Jack the Ripper telah ditampilkan dalam ratusan karya fiksi dan
non-fiksi, yang semakin mengaburkan batas antara fakta dan fiksi, termasuk
surat-surat dan buku harian palsu Ripper. Ripper
telah muncul dalam berbagai novel, cerita
pendek, puisi, buku komik, permainan, lagu, drama, opera, program
televisi, dan film.
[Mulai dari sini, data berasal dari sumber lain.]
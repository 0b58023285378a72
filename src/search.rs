use crate::cards::{Card, CardError};
use crate::comparator::HandComparator;
use crate::deck::Deck;
use crate::evaluator::{classify, Category};
use crate::hand::{Hand, HandError};
use core::cmp::Ordering;

#[derive(thiserror::Error, Debug, Clone, PartialEq, Eq)]
#[non_exhaustive]
pub enum SearchError {
    #[error("invalid hand: {0}")]
    Hand(#[from] HandError),
    #[error("invalid deck: {0}")]
    Card(#[from] CardError),
}

/// Iterator over the discard sets of one size, as 5-bit position masks in
/// ascending order. There are C(5, k) of them.
pub struct Discards {
    size: u32,
    next: u8,
}

impl Discards {
    pub fn new(size: usize) -> Self {
        Self { size: size as u32, next: 1 }
    }
}

impl Iterator for Discards {
    type Item = u8;

    fn next(&mut self) -> Option<Self::Item> {
        while self.next < 1u8 << Hand::SIZE {
            let mask = self.next;
            self.next += 1;
            if mask.count_ones() == self.size {
                return Some(mask);
            }
        }
        None
    }

    fn size_hint(&self) -> (usize, Option<usize>) {
        (0, Some(10))
    }
}

/// Best hand found by a search, with the cards given up to reach it.
#[derive(Debug, Clone, PartialEq, Eq)]
#[non_exhaustive]
pub struct Outcome {
    pub hand: Hand,
    pub category: Category,
    /// Held cards that were replaced, in their original order. Empty when the
    /// starting hand was kept.
    pub discarded: Vec<Card>,
}

/// Build the hand left after discarding the masked positions and drawing the
/// same number of cards from `drawn`.
fn replace(hand: &Hand, mask: u8, drawn: &[Card]) -> Option<Hand> {
    let kept = hand.iter().enumerate().filter(|(i, _)| mask & (1u8 << i) == 0).map(|(_, c)| *c);
    let cards: Vec<Card> = kept.chain(drawn.iter().copied()).collect();
    Hand::from_slice(&cards).ok()
}

/// Search every discard of 1..=5 held cards, drawing the same number of cards
/// from the front of `deck`, and keep the strongest hand.
///
/// A candidate replaces the current best only when it is strictly stronger,
/// so the starting hand wins ties. Discard sizes larger than the deck are
/// skipped.
pub fn search_with(hand: &Hand, deck: &Deck, comparator: &HandComparator) -> Outcome {
    log::debug!("{:<24}{} | deck {} cards", "searching from", hand, deck.len());
    let mut best = *hand;
    let mut best_mask = 0u8;

    for size in 1..=Hand::SIZE {
        let Some(drawn) = deck.leading(size) else {
            log::debug!("deck holds {} cards, skipping discards of {}..=5", deck.len(), size);
            break;
        };
        for mask in Discards::new(size) {
            let Some(candidate) = replace(hand, mask, drawn) else {
                continue;
            };
            if comparator.compare(&candidate, &best) == Ordering::Greater {
                log::trace!("{:<24}{} ({})", "improved to", candidate, classify(&candidate));
                best = candidate;
                best_mask = mask;
            }
        }
    }

    let discarded = hand
        .iter()
        .enumerate()
        .filter(|(i, _)| best_mask & (1u8 << i) != 0)
        .map(|(_, c)| *c)
        .collect();
    let category = classify(&best);
    log::debug!("{:<24}{} ({})", "best hand", best, category);
    Outcome { hand: best, category, discarded }
}

/// Best hand reachable from `hand` with the default comparator.
///
/// ```
/// use draw_poker::deck::Deck;
/// use draw_poker::evaluator::{classify, Category};
/// use draw_poker::hand::Hand;
/// use draw_poker::search::search;
///
/// let hand: Hand = "th jh qc qd qs".parse().unwrap();
/// let deck: Deck = "qh kh ah 2s 6s".parse().unwrap();
/// assert_eq!(classify(&search(&hand, &deck)), Category::RoyalFlush);
/// ```
pub fn search(hand: &Hand, deck: &Deck) -> Hand {
    search_with(hand, deck, &HandComparator::default()).hand
}

/// Parse a hand and a deck of card tokens, search, and classify the result.
///
/// ```
/// use draw_poker::search::guess;
///
/// assert_eq!(guess("2h 2s 3h 3s 3c", "2d 3d 6c 9c th").unwrap().label(), "four-of-a-kind");
/// assert!(guess("2h 2s 3h 3s", "2d").is_err());
/// ```
pub fn guess(hand: &str, deck: &str) -> Result<Category, SearchError> {
    let hand: Hand = hand.parse()?;
    let deck: Deck = deck.parse()?;
    Ok(classify(&search(&hand, &deck)))
}

#[cfg(test)]
mod tests {
    use super::*;
    use crate::cards::{parse_cards, Rank, Suit};
    use crate::comparator::HighCardRule;

    fn hand(s: &str) -> Hand {
        s.parse().expect("valid hand")
    }

    fn deck(s: &str) -> Deck {
        s.parse().expect("valid deck")
    }

    #[test]
    fn discards_enumerate_each_size() {
        let counts: Vec<usize> = (1..=5).map(|k| Discards::new(k).count()).collect();
        assert_eq!(counts, vec![5, 10, 10, 5, 1]);
        assert_eq!(Discards::new(5).next(), Some(0b11111));
        assert_eq!(Discards::new(0).count(), 0);
    }

    #[test]
    fn replace_keeps_order_then_draws() {
        let h = hand("2h 3h 4h 5h 6h");
        let drawn = [Card::new(Rank::King, Suit::Clubs), Card::new(Rank::Queen, Suit::Clubs)];
        let out = replace(&h, 0b00101, &drawn).unwrap();
        assert_eq!(out, hand("3h 5h 6h kc qc"));
    }

    #[test]
    fn empty_deck_keeps_the_hand() {
        let h = hand("3d 5s 2h qd td");
        let outcome = search_with(&h, &Deck::default(), &HandComparator::default());
        assert_eq!(outcome.hand, h);
        assert!(outcome.discarded.is_empty());
        assert_eq!(outcome.category, Category::HighestCard);
    }

    #[test]
    fn short_deck_limits_discard_size() {
        // two queens only help when three cards are swapped
        let h = hand("2c 7d 9s qh 4s");
        assert_eq!(classify(&search(&h, &deck("qd qs"))), Category::ThreeOfAKind);
        // a lone three never beats the queen-high start
        assert_eq!(search(&h, &deck("3c")), h);
    }

    #[test]
    fn outcome_reports_discarded_cards() {
        let outcome =
            search_with(&hand("th jh qc qd qs"), &deck("qh kh ah 2s 6s"), &HandComparator::default());
        assert_eq!(outcome.category, Category::RoyalFlush);
        assert_eq!(outcome.discarded, parse_cards("qc qd qs").unwrap());
        assert_eq!(outcome.hand, hand("th jh qh kh ah"));
    }

    #[test]
    fn ties_keep_the_starting_hand() {
        // every candidate is at best a pair, as is the start
        let h = hand("ah ad 3c 5s 9h");
        let outcome = search_with(&h, &deck("2c 7d"), &HandComparator::default());
        assert_eq!(outcome.hand, h);
    }

    #[test]
    fn high_card_rule_changes_the_chosen_hand() {
        let h = hand("2c 4d 6s 8h tc");
        let d = deck("kd");
        let ace_high = search_with(&h, &d, &HandComparator::new(HighCardRule::AceHigh));
        assert_eq!(ace_high.discarded.len(), 1);
        assert!(ace_high.hand.iter().any(|c| c.rank() == Rank::King));

        let equal = search_with(&h, &d, &HandComparator::new(HighCardRule::AlwaysEqual));
        assert_eq!(equal.hand, h);
    }

    #[test]
    fn guess_reports_parse_errors() {
        assert!(matches!(guess("2h 2s 3h 3s", ""), Err(SearchError::Hand(HandError::InvalidHandSize(4)))));
        assert!(matches!(guess("2h 2s 3h 3s 3c", "2x"), Err(SearchError::Card(CardError::InvalidSuit('x')))));
    }
}
use crate::{
    binder::{self, BoundReducers},
    AsListener, Callback, Event, Listener, Outcome, Patch, Reducer, StateCell, StateView,
    StoreConfig, StoreError,
};
use serde::de::DeserializeOwned;
use serde_json::Value;
use std::{cell::RefCell, collections::BTreeMap, fmt::Debug, rc::Rc};

/// A [Listener] associated with (listening to) a given `Event`
/// produced by the [Store].
struct ListenerEventPair {
    pub listener: Listener,
    pub event: Event,
}

/// The parts of a [Store] shared with its [BoundReducers] and
/// [LiveReducers](crate::LiveReducers).
pub(crate) struct StoreInner {
    /// The current state of this store.
    state: Rc<StateCell>,
    reducers: BTreeMap<String, Rc<dyn Reducer>>,
    /// The listeners which are notified of the patches merged into
    /// the state of this store.
    listeners: RefCell<Vec<ListenerEventPair>>,
    /// Callbacks supplied with the [StoreConfig], which are kept alive
    /// for as long as the store.
    _callbacks: Vec<Callback>,
}

impl StoreInner {
    pub(crate) fn state_cell(&self) -> &Rc<StateCell> {
        &self.state
    }

    pub(crate) fn reducer(&self, name: &str) -> Result<Rc<dyn Reducer>, StoreError> {
        self.reducers
            .get(name)
            .cloned()
            .ok_or_else(|| StoreError::UnknownReducer {
                name: name.to_string(),
            })
    }

    pub(crate) fn has_reducer(&self, name: &str) -> bool {
        self.reducers.contains_key(name)
    }

    pub(crate) fn reducer_names(&self) -> Vec<String> {
        self.reducers.keys().cloned().collect()
    }

    pub(crate) fn reducer_count(&self) -> usize {
        self.reducers.len()
    }

    /// Merge a patch produced by the reducer `reducer` and notify the
    /// listeners.
    pub(crate) fn merge(&self, reducer: &str, patch: &Patch) {
        self.state.merge(patch);
        log::debug!("reducer `{}` merged {:?}", reducer, patch);
        self.notify_listeners(Event::NewState, patch);
    }

    /// Notify the listeners of `event`, dropping listeners whose
    /// callback no longer exists. The listeners are collected before
    /// any of them runs, so they are free to use the store.
    fn notify_listeners(&self, event: Event, patch: &Patch) {
        let callbacks: Vec<Callback> = {
            let mut listeners = self.listeners.borrow_mut();
            listeners.retain(|pair| pair.listener.as_callback().is_some());
            listeners
                .iter()
                .filter(|pair| pair.event == event)
                .filter_map(|pair| pair.listener.as_callback())
                .collect()
        };

        for callback in callbacks {
            callback.emit(patch);
        }
    }
}

/// An application state container.
///
/// The current state of this store ([Store::state()]) can only be
/// modified by invoking one of its named reducers, either through
/// [Store::invoke()] or [Store::reducers()]. Each reducer describes a
/// change as a [Resolution](crate::Resolution) which is resolved in up
/// to three [Stage](crate::Stage)s; the patch it ends with is shallowly
/// merged into the state, and the listeners of [Event::NewState] are
/// called with that patch.
///
/// Every store owns its state. Stores created from the same
/// [StoreConfig] start from independent copies of its initial state.
/// Clones of a `Store` refer to the same store.
#[derive(Clone)]
pub struct Store {
    inner: Rc<StoreInner>,
}

impl Store {
    /// Create a new [Store] from `config`.
    pub fn new(config: &StoreConfig) -> Self {
        let listeners = config
            .events
            .iter()
            .map(|(event, callback)| ListenerEventPair {
                listener: callback.as_listener(),
                event: *event,
            })
            .collect();

        Self {
            inner: Rc::new(StoreInner {
                state: Rc::new(StateCell::new(&config.state)),
                reducers: config.reducers.clone(),
                listeners: RefCell::new(listeners),
                _callbacks: config
                    .events
                    .iter()
                    .map(|(_, callback)| callback.clone())
                    .collect(),
            }),
        }
    }

    /// Get the current state stored in this store.
    ///
    /// The returned view does not follow later updates, call this again
    /// to observe them. Top-level properties can't be assigned through
    /// it, see [StateView].
    pub fn state(&self) -> StateView {
        StateView::new(self.inner.state.clone())
    }

    /// Deserialize the current state into `T`.
    pub fn state_as<T: DeserializeOwned>(&self) -> Result<T, StoreError> {
        let state = self.inner.state.get();
        Ok(serde_json::from_value(Value::Object((*state).clone()))?)
    }

    /// The reducers of this store, bound to it.
    pub fn reducers(&self) -> BoundReducers {
        BoundReducers::new(self.inner.clone())
    }

    /// Invoke the reducer `name` with `payload`.
    pub fn invoke<V: Into<Value>>(&self, name: &str, payload: V) -> Result<Outcome, StoreError> {
        binder::resolve(&self.inner, name, payload.into())
    }

    /// Subscribe a [Listener] to `event`.
    ///
    /// The listener is a weak reference; when the strong reference
    /// associated with it (usually [Callback]) is dropped, the
    /// listener will be removed from this store upon the next
    /// notification.
    pub fn subscribe<L: AsListener>(&self, event: Event, listener: L) {
        self.inner.listeners.borrow_mut().push(ListenerEventPair {
            listener: listener.as_listener(),
            event,
        });
    }
}

impl Default for Store {
    fn default() -> Self {
        Store::new(&StoreConfig::default())
    }
}

impl From<StoreConfig> for Store {
    fn from(config: StoreConfig) -> Self {
        Store::new(&config)
    }
}

impl PartialEq for Store {
    fn eq(&self, other: &Self) -> bool {
        Rc::ptr_eq(&self.inner, &other.inner)
    }
}

impl Debug for Store {
    fn fmt(&self, f: &mut std::fmt::Formatter<'_>) -> std::fmt::Result {
        f.debug_struct("Store")
            .field("state", &*self.inner.state.get())
            .field("reducers", &self.inner.reducer_names())
            .finish()
    }
}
Sampai saat ini, terdapat lebih dari 100 karya non-fiksi
yang secara eksklusif membahas tentang pembunuhan Jack the Ripper,
menjadikannya sebagai salah satu pembunuh yang paling banyak ditulis di seluruh
dunia. Istilah
"ripperologi" diciptakan oleh Colin Wilson pada 1970-an
untuk menggambarkan kajian dan studi mengenai kejahatan Ripper oleh pakar-pakar
profesional maupun amatir. Majalah-majalah
berkala seperti Ripperana, Ripperologist dan Ripper Notes mempublikasikan
hasil penelitian tersebut.
Tidak seperti pembunuh-pembunuh populer lainnya, tidak ada
sosok Jack the Ripper yang ditampilkan di Kamar Horor Madame
Tussauds, sesuai dengan kebijakan mereka untuk tidak memodelkan tokoh yang
sosoknya tidak diketahui. Sosok
Ripper hanya ditampilkan dalam bentuk bayangan. Pada
tahun 2006, Jack the Ripper dipilih oleh majalah BBC History dan
pembacanya sebagai tokoh Britania terburuk dalam sejarah.